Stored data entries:
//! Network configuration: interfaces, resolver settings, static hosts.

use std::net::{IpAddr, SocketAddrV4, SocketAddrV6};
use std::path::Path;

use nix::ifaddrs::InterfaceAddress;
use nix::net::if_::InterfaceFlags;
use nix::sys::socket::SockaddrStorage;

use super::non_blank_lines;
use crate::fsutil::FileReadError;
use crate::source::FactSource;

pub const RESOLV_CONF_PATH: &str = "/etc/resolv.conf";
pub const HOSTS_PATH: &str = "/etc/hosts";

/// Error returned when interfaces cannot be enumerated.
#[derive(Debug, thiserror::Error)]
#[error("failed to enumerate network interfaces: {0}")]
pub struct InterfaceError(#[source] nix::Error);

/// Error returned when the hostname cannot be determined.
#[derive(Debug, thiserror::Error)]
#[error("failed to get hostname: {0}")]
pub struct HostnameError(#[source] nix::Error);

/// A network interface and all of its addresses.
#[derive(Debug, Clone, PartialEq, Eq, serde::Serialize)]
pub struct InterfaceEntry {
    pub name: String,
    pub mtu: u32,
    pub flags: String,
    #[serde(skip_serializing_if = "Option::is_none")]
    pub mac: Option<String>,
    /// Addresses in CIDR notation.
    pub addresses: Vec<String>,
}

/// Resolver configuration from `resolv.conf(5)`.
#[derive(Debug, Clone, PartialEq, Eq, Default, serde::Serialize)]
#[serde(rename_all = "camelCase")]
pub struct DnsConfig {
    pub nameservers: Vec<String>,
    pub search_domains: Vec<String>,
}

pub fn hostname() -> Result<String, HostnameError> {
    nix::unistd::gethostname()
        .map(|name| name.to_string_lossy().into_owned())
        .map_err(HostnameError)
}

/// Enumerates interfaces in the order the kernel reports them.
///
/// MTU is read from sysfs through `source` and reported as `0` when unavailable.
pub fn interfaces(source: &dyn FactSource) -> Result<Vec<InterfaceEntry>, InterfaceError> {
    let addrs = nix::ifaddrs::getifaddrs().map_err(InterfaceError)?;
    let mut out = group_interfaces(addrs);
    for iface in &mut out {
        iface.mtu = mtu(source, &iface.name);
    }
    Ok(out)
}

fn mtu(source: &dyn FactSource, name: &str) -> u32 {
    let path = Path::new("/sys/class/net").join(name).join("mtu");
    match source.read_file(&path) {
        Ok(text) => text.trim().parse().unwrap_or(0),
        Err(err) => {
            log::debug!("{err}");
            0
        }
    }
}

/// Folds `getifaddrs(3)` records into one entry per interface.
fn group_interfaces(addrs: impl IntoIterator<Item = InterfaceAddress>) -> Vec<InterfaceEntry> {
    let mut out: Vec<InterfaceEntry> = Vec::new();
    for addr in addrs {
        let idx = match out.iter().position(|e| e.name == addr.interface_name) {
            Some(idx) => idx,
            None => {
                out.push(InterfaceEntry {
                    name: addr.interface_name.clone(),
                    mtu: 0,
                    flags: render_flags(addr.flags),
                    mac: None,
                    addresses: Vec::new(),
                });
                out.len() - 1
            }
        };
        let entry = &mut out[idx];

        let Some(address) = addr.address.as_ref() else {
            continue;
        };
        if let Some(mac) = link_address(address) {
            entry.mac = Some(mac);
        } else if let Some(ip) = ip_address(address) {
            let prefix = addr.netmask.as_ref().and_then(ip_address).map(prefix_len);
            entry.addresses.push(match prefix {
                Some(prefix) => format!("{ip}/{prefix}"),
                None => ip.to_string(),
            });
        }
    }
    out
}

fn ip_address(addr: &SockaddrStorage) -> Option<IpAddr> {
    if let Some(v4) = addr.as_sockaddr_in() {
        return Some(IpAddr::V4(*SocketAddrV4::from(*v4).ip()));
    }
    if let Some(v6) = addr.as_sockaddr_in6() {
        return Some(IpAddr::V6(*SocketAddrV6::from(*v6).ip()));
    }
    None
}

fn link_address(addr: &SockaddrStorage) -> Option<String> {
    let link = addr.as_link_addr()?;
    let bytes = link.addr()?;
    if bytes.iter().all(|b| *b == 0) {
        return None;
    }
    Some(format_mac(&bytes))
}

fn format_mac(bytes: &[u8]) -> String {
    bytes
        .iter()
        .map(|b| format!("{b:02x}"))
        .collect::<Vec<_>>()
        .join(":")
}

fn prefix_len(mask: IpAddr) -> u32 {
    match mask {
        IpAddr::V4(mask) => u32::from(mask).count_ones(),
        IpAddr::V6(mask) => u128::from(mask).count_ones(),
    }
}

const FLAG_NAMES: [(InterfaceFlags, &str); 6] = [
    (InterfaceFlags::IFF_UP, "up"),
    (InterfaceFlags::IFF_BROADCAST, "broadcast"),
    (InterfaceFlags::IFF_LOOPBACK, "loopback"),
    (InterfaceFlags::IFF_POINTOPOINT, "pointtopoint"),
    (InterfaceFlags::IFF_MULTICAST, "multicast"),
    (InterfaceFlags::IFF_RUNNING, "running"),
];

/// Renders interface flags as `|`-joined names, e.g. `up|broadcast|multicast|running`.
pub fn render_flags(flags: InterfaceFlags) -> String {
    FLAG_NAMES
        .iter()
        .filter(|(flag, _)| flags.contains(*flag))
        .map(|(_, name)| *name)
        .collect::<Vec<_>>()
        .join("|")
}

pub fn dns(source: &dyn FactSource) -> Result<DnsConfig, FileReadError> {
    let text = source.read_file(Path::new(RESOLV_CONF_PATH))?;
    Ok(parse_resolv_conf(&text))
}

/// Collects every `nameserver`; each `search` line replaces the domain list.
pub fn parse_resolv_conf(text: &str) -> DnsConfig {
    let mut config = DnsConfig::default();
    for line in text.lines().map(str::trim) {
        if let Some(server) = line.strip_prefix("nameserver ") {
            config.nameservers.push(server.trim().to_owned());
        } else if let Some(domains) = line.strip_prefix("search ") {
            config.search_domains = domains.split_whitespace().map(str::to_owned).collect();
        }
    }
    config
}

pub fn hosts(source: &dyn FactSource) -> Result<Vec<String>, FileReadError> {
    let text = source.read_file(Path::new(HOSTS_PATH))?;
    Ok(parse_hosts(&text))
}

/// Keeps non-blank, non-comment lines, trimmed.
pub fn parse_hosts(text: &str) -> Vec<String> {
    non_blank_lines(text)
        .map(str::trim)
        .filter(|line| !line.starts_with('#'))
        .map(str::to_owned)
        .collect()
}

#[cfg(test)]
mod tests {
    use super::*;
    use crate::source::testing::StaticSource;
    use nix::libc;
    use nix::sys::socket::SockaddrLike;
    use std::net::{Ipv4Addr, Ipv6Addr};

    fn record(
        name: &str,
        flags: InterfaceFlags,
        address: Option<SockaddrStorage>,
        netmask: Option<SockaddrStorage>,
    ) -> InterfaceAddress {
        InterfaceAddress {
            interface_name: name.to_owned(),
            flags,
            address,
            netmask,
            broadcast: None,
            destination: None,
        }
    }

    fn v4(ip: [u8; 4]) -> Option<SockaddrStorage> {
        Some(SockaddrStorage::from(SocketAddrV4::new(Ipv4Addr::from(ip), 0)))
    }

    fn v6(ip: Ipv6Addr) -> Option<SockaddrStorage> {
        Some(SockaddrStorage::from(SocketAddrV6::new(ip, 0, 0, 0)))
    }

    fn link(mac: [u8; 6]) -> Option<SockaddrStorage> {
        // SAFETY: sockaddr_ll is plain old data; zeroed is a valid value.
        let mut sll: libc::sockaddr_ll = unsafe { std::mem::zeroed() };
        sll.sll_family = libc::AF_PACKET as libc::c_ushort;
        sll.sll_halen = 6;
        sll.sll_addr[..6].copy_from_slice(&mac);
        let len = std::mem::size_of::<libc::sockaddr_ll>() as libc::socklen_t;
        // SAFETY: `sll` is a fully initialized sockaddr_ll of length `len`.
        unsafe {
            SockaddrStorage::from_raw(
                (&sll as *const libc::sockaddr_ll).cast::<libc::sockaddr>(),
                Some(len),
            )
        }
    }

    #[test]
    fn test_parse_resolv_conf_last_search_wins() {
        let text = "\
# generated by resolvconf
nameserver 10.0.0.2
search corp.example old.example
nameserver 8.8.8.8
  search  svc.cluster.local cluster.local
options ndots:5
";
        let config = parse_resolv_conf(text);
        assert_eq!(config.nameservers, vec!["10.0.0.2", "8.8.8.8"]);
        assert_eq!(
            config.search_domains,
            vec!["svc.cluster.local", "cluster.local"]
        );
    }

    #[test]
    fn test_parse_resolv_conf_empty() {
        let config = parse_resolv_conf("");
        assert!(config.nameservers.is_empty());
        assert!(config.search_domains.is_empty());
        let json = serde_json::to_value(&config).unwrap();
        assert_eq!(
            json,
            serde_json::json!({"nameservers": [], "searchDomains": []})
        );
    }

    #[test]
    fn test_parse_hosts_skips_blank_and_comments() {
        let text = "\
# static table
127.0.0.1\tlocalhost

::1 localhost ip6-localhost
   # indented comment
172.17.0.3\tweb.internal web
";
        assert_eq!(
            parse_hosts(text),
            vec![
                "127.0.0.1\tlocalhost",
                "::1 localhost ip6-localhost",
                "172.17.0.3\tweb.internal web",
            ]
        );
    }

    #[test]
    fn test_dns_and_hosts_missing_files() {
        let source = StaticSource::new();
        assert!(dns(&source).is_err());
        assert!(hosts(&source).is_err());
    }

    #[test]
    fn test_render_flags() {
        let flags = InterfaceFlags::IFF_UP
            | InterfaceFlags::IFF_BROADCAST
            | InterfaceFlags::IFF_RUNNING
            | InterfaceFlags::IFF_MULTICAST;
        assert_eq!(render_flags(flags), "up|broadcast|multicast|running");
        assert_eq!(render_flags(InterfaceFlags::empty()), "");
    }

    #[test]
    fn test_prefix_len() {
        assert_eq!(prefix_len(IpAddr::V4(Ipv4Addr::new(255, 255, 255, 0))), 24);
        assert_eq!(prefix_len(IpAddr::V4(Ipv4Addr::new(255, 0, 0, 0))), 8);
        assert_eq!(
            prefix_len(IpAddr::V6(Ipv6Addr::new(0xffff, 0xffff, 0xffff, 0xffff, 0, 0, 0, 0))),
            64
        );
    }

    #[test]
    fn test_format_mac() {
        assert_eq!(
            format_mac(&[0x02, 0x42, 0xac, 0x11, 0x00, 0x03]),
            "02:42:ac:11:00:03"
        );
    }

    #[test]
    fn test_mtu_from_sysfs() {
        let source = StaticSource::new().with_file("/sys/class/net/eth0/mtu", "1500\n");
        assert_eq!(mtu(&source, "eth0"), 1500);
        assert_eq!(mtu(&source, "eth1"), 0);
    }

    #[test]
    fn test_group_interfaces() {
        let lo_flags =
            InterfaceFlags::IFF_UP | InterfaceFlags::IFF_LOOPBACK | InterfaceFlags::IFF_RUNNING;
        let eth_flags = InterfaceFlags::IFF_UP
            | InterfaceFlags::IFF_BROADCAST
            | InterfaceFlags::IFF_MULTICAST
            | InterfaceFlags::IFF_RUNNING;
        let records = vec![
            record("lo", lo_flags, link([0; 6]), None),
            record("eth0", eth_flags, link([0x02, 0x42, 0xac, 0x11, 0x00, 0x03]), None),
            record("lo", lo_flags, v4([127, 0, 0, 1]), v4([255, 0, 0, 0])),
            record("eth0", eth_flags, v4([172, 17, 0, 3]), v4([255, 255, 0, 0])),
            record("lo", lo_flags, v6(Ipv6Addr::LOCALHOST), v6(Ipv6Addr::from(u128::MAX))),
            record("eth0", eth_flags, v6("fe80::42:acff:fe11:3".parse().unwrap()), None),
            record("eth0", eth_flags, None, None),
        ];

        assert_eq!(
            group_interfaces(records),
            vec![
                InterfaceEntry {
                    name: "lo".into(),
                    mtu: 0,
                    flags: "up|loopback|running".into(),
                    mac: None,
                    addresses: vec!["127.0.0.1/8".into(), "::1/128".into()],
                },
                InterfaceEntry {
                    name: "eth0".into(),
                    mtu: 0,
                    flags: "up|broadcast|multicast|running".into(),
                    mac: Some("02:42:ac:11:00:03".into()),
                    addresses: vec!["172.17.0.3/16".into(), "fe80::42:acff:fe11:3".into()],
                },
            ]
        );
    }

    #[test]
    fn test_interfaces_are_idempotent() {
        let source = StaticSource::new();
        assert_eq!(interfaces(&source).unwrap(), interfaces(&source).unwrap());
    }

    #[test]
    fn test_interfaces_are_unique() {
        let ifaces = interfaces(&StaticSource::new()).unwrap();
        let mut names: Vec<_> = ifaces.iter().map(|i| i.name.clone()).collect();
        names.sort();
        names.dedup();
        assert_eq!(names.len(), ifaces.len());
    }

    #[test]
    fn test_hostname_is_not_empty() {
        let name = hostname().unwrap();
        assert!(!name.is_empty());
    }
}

* * *

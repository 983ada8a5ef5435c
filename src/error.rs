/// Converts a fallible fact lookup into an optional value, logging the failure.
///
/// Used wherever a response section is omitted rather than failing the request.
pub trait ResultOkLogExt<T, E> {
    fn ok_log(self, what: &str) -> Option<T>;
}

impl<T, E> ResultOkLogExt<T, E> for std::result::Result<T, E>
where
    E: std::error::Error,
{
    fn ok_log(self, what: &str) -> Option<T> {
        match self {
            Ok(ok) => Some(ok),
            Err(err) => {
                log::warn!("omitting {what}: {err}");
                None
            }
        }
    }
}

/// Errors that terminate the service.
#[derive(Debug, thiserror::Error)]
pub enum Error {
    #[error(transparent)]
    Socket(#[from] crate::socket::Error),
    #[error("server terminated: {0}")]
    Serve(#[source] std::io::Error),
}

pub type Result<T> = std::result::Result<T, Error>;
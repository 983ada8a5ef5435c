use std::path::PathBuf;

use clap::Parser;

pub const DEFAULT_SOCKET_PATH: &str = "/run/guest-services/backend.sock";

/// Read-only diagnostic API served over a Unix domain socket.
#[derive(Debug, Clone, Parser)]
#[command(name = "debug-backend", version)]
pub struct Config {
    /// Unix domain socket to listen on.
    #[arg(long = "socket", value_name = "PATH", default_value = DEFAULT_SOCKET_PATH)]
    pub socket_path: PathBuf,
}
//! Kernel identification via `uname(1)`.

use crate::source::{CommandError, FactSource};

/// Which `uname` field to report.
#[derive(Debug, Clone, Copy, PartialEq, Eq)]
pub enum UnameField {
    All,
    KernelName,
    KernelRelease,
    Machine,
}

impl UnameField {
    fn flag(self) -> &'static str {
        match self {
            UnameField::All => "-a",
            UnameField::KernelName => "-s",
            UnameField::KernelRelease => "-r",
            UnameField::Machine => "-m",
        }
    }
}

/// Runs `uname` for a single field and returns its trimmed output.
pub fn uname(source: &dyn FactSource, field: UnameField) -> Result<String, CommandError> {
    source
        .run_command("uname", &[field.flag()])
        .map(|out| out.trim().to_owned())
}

■ Exercise goal: Search the records for the word "when". Copy every line that has it.

■ Answer to this task:
/// Error returned when interfaces cannot be enumerated.
/// Error returned when the hostname cannot be determined.
/// MTU is read from sysfs through `source` and reported as `0` when unavailable.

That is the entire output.